La stampa ha recentemente riportato la notizia della identificazione e della sintesi in laboratorio di diciassette anticorpi monoclonali, cioè delle immunoglobuline capaci legarsi e di neutralizzare il SARS-CoV-2. Tale scoperta è avvenuta di concerto da parte del team di ricerca guidato da scienziati del Laboratorio Monoclonal Antibody Discovery (MAD) presso la Fondazione Toscana Life Sciences, che hanno collaborato a strettissimo contatto con i colleghi dell'Istituto Nazionale Malattie Infettive “Lazzaro Spallanzani” – IRCCS di Roma, del laboratorio di analisi chimiche VisMederi Srl, del Dipartimento di Biotecnologie Mediche dell'Università di Siena e dell'Ospedale universitario di Siena.
Ma qual è l’utilità pratica della scoperta?
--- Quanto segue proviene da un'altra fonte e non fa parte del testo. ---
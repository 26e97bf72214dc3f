//! Error types for release-client

use chrono::{DateTime, Duration, Utc};
use thiserror::Error;

/// Errors produced while parsing human time expressions.
#[derive(Error, Debug, Clone, PartialEq, Eq)]
pub enum TimeParseError {
    #[error("invalid duration: {0} (expected format: 2h, 30m, 1d, 2w, etc.)")]
    InvalidDuration(String),

    #[error("invalid number in duration: {0}")]
    InvalidNumber(String),

    #[error("invalid time: {0} (expected RFC3339, YYYY-MM-DD, or duration like 1d, 2w, 12h)")]
    InvalidTime(String),
}

/// Configuration errors. Always raised before any storage call is made.
#[derive(Error, Debug, Clone, PartialEq, Eq)]
pub enum ConfigError {
    #[error("the {name} must be provided with --{flag}")]
    MissingOption { name: String, flag: String },

    #[error("invalid environment: {0}")]
    InvalidEnvironment(String),

    #[error("since ({since}) must be before until ({until})")]
    SinceAfterUntil {
        since: DateTime<Utc>,
        until: DateTime<Utc>,
    },

    #[error("step must be greater than zero")]
    NonPositiveStep,

    #[error("max-lookback must be greater than zero")]
    NonPositiveLookback,

    #[error("max-lookback must be greater than or equal to step")]
    LookbackShorterThanStep,

    #[error("invalid storage account: {0}")]
    InvalidAccount(String),
}

/// Errors surfaced by a blob storage backend.
#[derive(Error, Debug)]
pub enum StorageError {
    /// Transport-level failure (connection, TLS, body read)
    #[error("HTTP error: {0}")]
    Http(String),

    /// The service answered with a non-success status
    #[error("storage request to {url} failed with status {status}: {body}")]
    Status {
        url: String,
        status: u16,
        body: String,
    },

    /// The service answered with a body we could not decode
    #[error("failed to decode storage response: {0}")]
    Decode(String),

    /// Blob does not exist
    #[error("blob not found: {container}/{path}")]
    NotFound { container: String, path: String },

    /// The caller's cancellation token fired during the call
    #[error("operation cancelled")]
    Cancelled,
}

// The request URL can carry a SAS signature, so it never reaches the message.
impl From<reqwest::Error> for StorageError {
    fn from(err: reqwest::Error) -> Self {
        StorageError::Http(err.without_url().to_string())
    }
}

impl From<quick_xml::DeError> for StorageError {
    fn from(err: quick_xml::DeError) -> Self {
        StorageError::Decode(err.to_string())
    }
}

/// Why a listed release manifest cannot be ranked.
#[derive(Error, Debug)]
pub enum CandidateError {
    #[error("missing timestamp tag")]
    MissingTimestamp,

    #[error("failed to parse timestamp {raw:?}: {source}")]
    BadTimestamp {
        raw: String,
        #[source]
        source: chrono::ParseError,
    },
}

/// Errors produced while extracting components from a manifest tree.
#[derive(Error, Debug)]
pub enum ComponentsError {
    #[error("failed to parse YAML: {0}")]
    Parse(#[from] serde_yaml::Error),

    #[error("parsed YAML document is empty")]
    EmptyDocument,

    #[error("scalar value {value:?} has no path in the document")]
    PathlessLeaf { value: String },
}

/// Errors produced while rendering query results.
#[derive(Error, Debug)]
pub enum OutputError {
    #[error("invalid output format: {0} (expected json, yaml or human)")]
    InvalidFormat(String),

    #[error("invalid timezone: {0} (expected utc or local)")]
    InvalidTimezone(String),

    #[error("failed to format results: {0}")]
    Json(#[from] serde_json::Error),

    #[error("failed to format results: {0}")]
    Yaml(#[from] serde_yaml::Error),
}

/// Top-level errors for release queries.
#[derive(Error, Debug)]
pub enum ReleaseError {
    #[error("invalid configuration: {0}")]
    Config(#[from] ConfigError),

    #[error("failed to create storage client: {0}")]
    Client(#[source] StorageError),

    #[error("failed to filter blobs: {0}")]
    Filter(#[source] StorageError),

    #[error("failed to download blob {path}: {source}")]
    Download {
        path: String,
        #[source]
        source: StorageError,
    },

    #[error("failed to download and parse components from {path}: {source}")]
    Components {
        path: String,
        #[source]
        source: ComponentsError,
    },

    /// The backward search walked the whole lookback without a match.
    /// This is an expected outcome, not a failure of the system.
    #[error("no deployments found in lookback window of {}h", .max_lookback.num_hours())]
    NoDeploymentsFound { max_lookback: Duration },
}

impl ReleaseError {
    /// Whether this error reports an empty search rather than a failure.
    pub fn is_not_found(&self) -> bool {
        matches!(self, ReleaseError::NoDeploymentsFound { .. })
    }

    /// Whether the underlying storage call observed cancellation.
    pub fn is_cancelled(&self) -> bool {
        matches!(
            self,
            ReleaseError::Filter(StorageError::Cancelled)
                | ReleaseError::Download {
                    source: StorageError::Cancelled,
                    ..
                }
        )
    }
}

/// Result type for release queries
pub type Result<T> = std::result::Result<T, ReleaseError>;
//! In-memory implementation of the Store trait for testing

use chrono::{DateTime, Utc};
use std::collections::HashMap;
use std::sync::{Mutex, MutexGuard};

use crate::file::File;
use crate::store::{stored_size, truncate, Store, StoreError};

/// In-memory usage ledger
pub struct MockStore {
    data: Mutex<Option<HashMap<String, File>>>,
}

impl MockStore {
    pub fn new() -> Self {
        Self {
            data: Mutex::new(Some(HashMap::new())),
        }
    }

    /// Clear all records (useful for test cleanup)
    pub fn clear(&self) {
        if let Some(data) = self.lock().as_mut() {
            data.clear();
        }
    }

    fn lock(&self) -> MutexGuard<'_, Option<HashMap<String, File>>> {
        self.data.lock().unwrap_or_else(|poisoned| poisoned.into_inner())
    }
}

impl Default for MockStore {
    fn default() -> Self {
        Self::new()
    }
}

fn normalized(file: &File) -> File {
    file.clone().with_last_used(truncate(file.last_used))
}

impl Store for MockStore {
    fn add(&self, file: &File) -> Result<(), StoreError> {
        let mut guard = self.lock();
        let data = guard.as_mut().ok_or(StoreError::Closed)?;
        stored_size(file)?;
        data.insert(file.hex_id(), normalized(file));
        Ok(())
    }

    fn add_batch(&self, files: &[File]) -> Result<(), StoreError> {
        let mut guard = self.lock();
        let data = guard.as_mut().ok_or(StoreError::Closed)?;
        // all or nothing, like a transaction
        for file in files {
            stored_size(file)?;
        }
        for file in files {
            data.insert(file.hex_id(), normalized(file));
        }
        Ok(())
    }

    fn use_file(&self, file: &File) -> Result<(), StoreError> {
        let mut guard = self.lock();
        let data = guard.as_mut().ok_or(StoreError::Closed)?;
        let record = data
            .get_mut(&file.hex_id())
            .ok_or_else(|| StoreError::NotFound(file.hex_id()))?;
        let now = truncate(Utc::now());
        if now > record.last_used {
            record.last_used = now;
        }
        Ok(())
    }

    fn get(&self, hex_id: &str) -> Result<Option<File>, StoreError> {
        let guard = self.lock();
        let data = guard.as_ref().ok_or(StoreError::Closed)?;
        Ok(data.get(&hex_id.to_lowercase()).cloned())
    }

    fn count(&self) -> Result<u64, StoreError> {
        let guard = self.lock();
        let data = guard.as_ref().ok_or(StoreError::Closed)?;
        Ok(data.len() as u64)
    }

    fn collect(&self, cutoff: DateTime<Utc>) -> Result<u64, StoreError> {
        let mut guard = self.lock();
        let data = guard.as_mut().ok_or(StoreError::Closed)?;
        let cutoff = truncate(cutoff);
        let before = data.len();
        data.retain(|_, file| file.last_used >= cutoff);
        Ok((before - data.len()) as u64)
    }

    fn close(&self) -> Result<(), StoreError> {
        self.lock().take().map(|_| ()).ok_or(StoreError::Closed)
    }
}

#[cfg(test)]
mod tests {
    use super::*;
    use crate::file::FileGenerator;

    #[test]
    fn test_mock_store_basic_operations() {
        let store = MockStore::new();
        let file = FileGenerator::default().new_fake();

        assert_eq!(store.count().unwrap(), 0);
        store.add(&file).unwrap();
        assert_eq!(store.count().unwrap(), 1);
        assert_eq!(store.get(&file.hex_id()).unwrap().unwrap().id(), file.id());
        assert_eq!(store.get(&file.hex_id().to_uppercase()).unwrap().unwrap().hash, file.hash);

        store.clear();
        assert_eq!(store.count().unwrap(), 0);
    }

    #[test]
    fn test_mock_store_close() {
        let store = MockStore::new();
        store.close().unwrap();
        assert!(matches!(store.close(), Err(StoreError::Closed)));
        assert!(matches!(store.count(), Err(StoreError::Closed)));
    }
}
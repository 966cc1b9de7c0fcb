//! Request handlers and background services

pub mod collector;
pub mod usage_worker;

use actix_web::{web, Error, HttpRequest, HttpResponse};
use chrono::Utc;
use log::{debug, info};
use log_mdc;

use crate::app_state::AppState;
use crate::file::File;

fn file_response(file: &File, data: bytes::Bytes) -> HttpResponse {
    HttpResponse::Ok()
        .content_type(file.kind.content_type())
        .body(data)
}

/// Serve `/h/{fileid}/{kwds}/{filename}`
pub async fn file_service(file_id: String, kwds: String, app_state: web::Data<AppState>) -> Result<HttpResponse, Error> {
    log_mdc::insert("file", &file_id);
    debug!("File request for {} with args {}", file_id, kwds);

    let server = &app_state.server;
    let file = server.authorize(&file_id, &kwds, Utc::now().timestamp()).await?;
    let data = server.deliver(&file)?;

    info!("Serving {} ({} bytes)", file, data.len());
    Ok(file_response(&file, data))
}

/// Serve `/p/{fileid}/{kwds}/{filename}`, a request relayed through this node
pub async fn proxy_service(file_id: String, kwds: String, req: HttpRequest, app_state: web::Data<AppState>) -> Result<HttpResponse, Error> {
    log_mdc::insert("file", &file_id);
    let origin = req.peer_addr().map(|addr| addr.ip());
    debug!("Proxy request for {} from {:?}", file_id, origin);

    let server = &app_state.server;
    let file = server
        .authorize_proxied(origin, &file_id, &kwds, Utc::now().timestamp())
        .await?;
    let data = server.deliver(&file)?;

    info!("Serving proxied {} ({} bytes) to {:?}", file, data.len(), origin);
    Ok(file_response(&file, data))
}

pub async fn status_service(app_state: web::Data<AppState>) -> Result<HttpResponse, Error> {
    let status = app_state.server.status()?;
    Ok(HttpResponse::Ok().json(status))
}
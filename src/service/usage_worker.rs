//! Background usage worker
//!
//! Every served file is pushed onto a bounded queue. A single worker drains
//! it in order and records the usage in the store, so the request path never
//! waits on storage I/O and the ledger has exactly one writer on this path.

use chrono::Utc;
use log::{debug, error, info};
use std::sync::{Arc, Mutex};
use tokio::sync::mpsc;
use tokio::task::JoinHandle;

use crate::file::File;
use crate::store::{Store, StoreError};

/// Default number of queued usage events before senders wait
pub const DEFAULT_QUEUE_SIZE: usize = 100;

#[derive(Debug, thiserror::Error)]
pub enum UsageError {
    #[error("usage tracker is closed")]
    Closed,
    #[error("usage worker panicked: {0}")]
    WorkerPanicked(String),
}

/// Counters reported by the worker when it stops
#[derive(Debug, Clone, Copy, Default, PartialEq, Eq)]
pub struct UsageStats {
    /// Existing records marked as used
    pub touched: u64,
    /// Unknown files written to the store
    pub inserted: u64,
    /// Events dropped after a store error
    pub failed: u64,
}

impl UsageStats {
    pub fn applied(&self) -> u64 {
        self.touched + self.inserted
    }

    pub fn total(&self) -> u64 {
        self.applied() + self.failed
    }
}

pub struct UsageTracker {
    sender: Mutex<Option<mpsc::Sender<File>>>,
    worker: Mutex<Option<JoinHandle<UsageStats>>>,
    capacity: usize,
}

impl UsageTracker {
    /// Spawn the worker. Must be called from within a tokio runtime.
    pub fn start(store: Arc<dyn Store>, capacity: usize) -> Self {
        let capacity = capacity.max(1);
        let (sender, receiver) = mpsc::channel(capacity);
        info!("Starting usage worker with queue size {}", capacity);
        let worker = tokio::task::spawn_blocking(move || run(store, receiver));
        Self {
            sender: Mutex::new(Some(sender)),
            worker: Mutex::new(Some(worker)),
            capacity,
        }
    }

    pub fn capacity(&self) -> usize {
        self.capacity
    }

    /// Queue a usage event, waiting while the queue is full
    pub async fn track(&self, file: File) -> Result<(), UsageError> {
        let sender = self
            .sender
            .lock()
            .unwrap_or_else(|poisoned| poisoned.into_inner())
            .clone()
            .ok_or(UsageError::Closed)?;
        sender.send(file).await.map_err(|_| UsageError::Closed)
    }

    /// Stop accepting events, let the worker drain the queue and wait for it
    pub async fn close(&self) -> Result<UsageStats, UsageError> {
        let sender = self
            .sender
            .lock()
            .unwrap_or_else(|poisoned| poisoned.into_inner())
            .take();
        if sender.is_none() {
            return Err(UsageError::Closed);
        }
        drop(sender);

        let worker = self
            .worker
            .lock()
            .unwrap_or_else(|poisoned| poisoned.into_inner())
            .take()
            .ok_or(UsageError::Closed)?;
        let stats = worker
            .await
            .map_err(|e| UsageError::WorkerPanicked(e.to_string()))?;
        info!(
            "Usage worker stopped: {} touched, {} inserted, {} failed",
            stats.touched, stats.inserted, stats.failed
        );
        Ok(stats)
    }
}

fn run(store: Arc<dyn Store>, mut receiver: mpsc::Receiver<File>) -> UsageStats {
    let mut stats = UsageStats::default();
    while let Some(file) = receiver.blocking_recv() {
        apply(store.as_ref(), file, &mut stats);
    }
    stats
}

/// Record one usage event: touch the record, or insert it on a miss
pub(crate) fn apply(store: &dyn Store, file: File, stats: &mut UsageStats) {
    match store.use_file(&file) {
        Ok(()) => stats.touched += 1,
        Err(StoreError::NotFound(_)) => {
            debug!("db miss for {}, writing to database", file.hex_id());
            let file = file.with_last_used(Utc::now());
            match store.add(&file) {
                Ok(()) => stats.inserted += 1,
                Err(e) => {
                    error!("db error while adding file {}: {}", file, e);
                    stats.failed += 1;
                }
            }
        }
        Err(e) => {
            error!("db error while using file {}: {}", file, e);
            stats.failed += 1;
        }
    }
}
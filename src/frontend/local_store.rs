//! On-disk cache directory frontend
//!
//! Files live at `{cache_dir}/{first two hex chars}/{file id}`.

use bytes::{BufMut, BytesMut};
use log::{info, warn};
use std::fs;
use std::io::{self, ErrorKind, Read, Write};
use std::path::{Path, PathBuf};

use crate::file::File;
use crate::frontend::{Frontend, FrontendError};

pub struct DiskFrontend {
    cache_dir: PathBuf,
}

impl DiskFrontend {
    pub fn new<P: AsRef<Path>>(cache_dir: P) -> io::Result<Self> {
        let cache_dir = cache_dir.as_ref().to_path_buf();
        if !cache_dir.exists() {
            fs::create_dir_all(&cache_dir)?;
        }
        info!("Using cache directory: {}", cache_dir.display());
        Ok(Self { cache_dir })
    }

    /// Location of a file inside the cache directory
    pub fn path_for(&self, file: &File) -> PathBuf {
        let hex_id = file.hex_id();
        self.cache_dir.join(&hex_id[..2]).join(file.id())
    }

    /// Place file contents into the cache
    pub fn store(&self, file: &File, data: &[u8]) -> io::Result<()> {
        let path = self.path_for(file);
        if let Some(parent) = path.parent() {
            fs::create_dir_all(parent)?;
        }
        let mut out = fs::File::create(&path)?;
        out.write_all(data)?;
        out.sync_all()
    }
}

impl Frontend for DiskFrontend {
    fn deliver(&self, file: &File, sink: &mut BytesMut) -> Result<(), FrontendError> {
        let path = self.path_for(file);
        let source = match fs::File::open(&path) {
            Ok(source) => source,
            Err(e) if e.kind() == ErrorKind::NotFound => {
                return Err(FrontendError::NotCached(file.id()));
            }
            Err(e) => return Err(e.into()),
        };

        let actual = source.metadata()?.len();
        if actual != file.size {
            warn!("Cached copy of {} has {} bytes, expected {}", file, actual, file.size);
            return Err(FrontendError::SizeMismatch {
                id: file.id(),
                expected: file.size,
                actual,
            });
        }

        sink.reserve(actual as usize);
        let mut writer = sink.writer();
        io::copy(&mut source.take(actual), &mut writer)?;
        Ok(())
    }
}

#[cfg(test)]
mod tests {
    use super::*;
    use tempfile::tempdir;

    const ID: &str = "e3b0c44298fc1c149afbf4c8996fb92427ae41e4-5-800-600-jpg";

    #[test]
    fn test_deliver_cached_file() {
        let dir = tempdir().unwrap();
        let frontend = DiskFrontend::new(dir.path().join("cache")).unwrap();
        let file = File::from_id(ID).unwrap();

        frontend.store(&file, b"hello").unwrap();
        assert_eq!(frontend.path_for(&file), dir.path().join("cache").join("e3").join(ID));

        let mut sink = BytesMut::new();
        frontend.deliver(&file, &mut sink).unwrap();
        assert_eq!(&sink[..], b"hello");
    }

    #[test]
    fn test_deliver_missing_file() {
        let dir = tempdir().unwrap();
        let frontend = DiskFrontend::new(dir.path()).unwrap();
        let file = File::from_id(ID).unwrap();

        let mut sink = BytesMut::new();
        assert!(matches!(frontend.deliver(&file, &mut sink), Err(FrontendError::NotCached(_))));
        assert!(sink.is_empty());
    }

    #[test]
    fn test_deliver_size_mismatch() {
        let dir = tempdir().unwrap();
        let frontend = DiskFrontend::new(dir.path()).unwrap();
        let file = File::from_id(ID).unwrap();
        frontend.store(&file, b"truncated file").unwrap();

        let mut sink = BytesMut::new();
        match frontend.deliver(&file, &mut sink) {
            Err(FrontendError::SizeMismatch { expected, actual, .. }) => {
                assert_eq!(expected, 5);
                assert_eq!(actual, 14);
            }
            other => panic!("expected size mismatch, got {:?}", other),
        }
    }
}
Innanzitutto va precisato che gli anticorpi monoclonali (MAb: Monoclonal Anti bodies) sono un insieme di anticorpi identici fra loro in quanto sono prodotti da linee cellulari provenienti da un solo tipo di cellula immunitaria (quindi un clone cellulare). Dato un qualsiasi antigene, è possibile pertanto creare uno o più anticorpi monoclonali in grado di legare specificamente un suo determinante antigenico. Questa importante caratteristica degli anticorpi monoclonali li rende uno strumento estremamente efficace in biochimica, biologia molecolare, diagnostica e medicina.
Fra le altre potenziali applicazioni ciò implica la possibilità di individuare, neutralizzare o purificare, catturandoli, i microrganismi patogeni. Nel nostro caso si potrebbero in teoria adattare molto bene, per queste caratteristiche di specificità alla terapia delle forme più gravi di COVID-19, che come è ben noto hanno mietuto tante vittime nei mesi precedenti. Si tratterebbe in sostanza di produrre delle miscele di questi anticorpi, diciassette come detto, con tecniche di ingegneria genetica di particolare complessità, e somministrarle nel sangue dei pazienti. Per realizzare questa miscela sono state analizzate oltre 1.100 cellule B, linfociti produttori di anticorpi, incubate per due settimane con la Proteina S o Spike del coronavirus, per indurle a produrre i sospirati anticorpi. Tale trattamento essendo formato da anticorpi diretti elettivamente contro vari determinanti antigenici del SARS-CoV-2 riuscirebbe a bloccarlo, come una fiera trafitta da innumerevoli frecce. In effetti recentemente una tecnica analoga era stata adottata dai colleghi di Mantova nella terapia dei malati gravi con riferito ottimo esito. Nella fattispecie si era trattato dell’applicazione di un cosiddetto “plasma superimmune”, un plasma cioè, costituito da anticorpi già prodotti da pazienti guariti e ritenuto perciò idoneo al trattamento, ricavato con una metodologia di pulizia del sangue chiamato plasmaferesi, per procedere alla plasmaterapia. La produzione di laboratorio di tali anticorpi attraverso linee cellulari controllate, come nell’esperimento di Siena e Roma, darebbe luogo però a meno rischi di tipo infettivo, tossico o altro e garantirebbe la standardizzazione e la semplificazione delle procedure terapeutiche.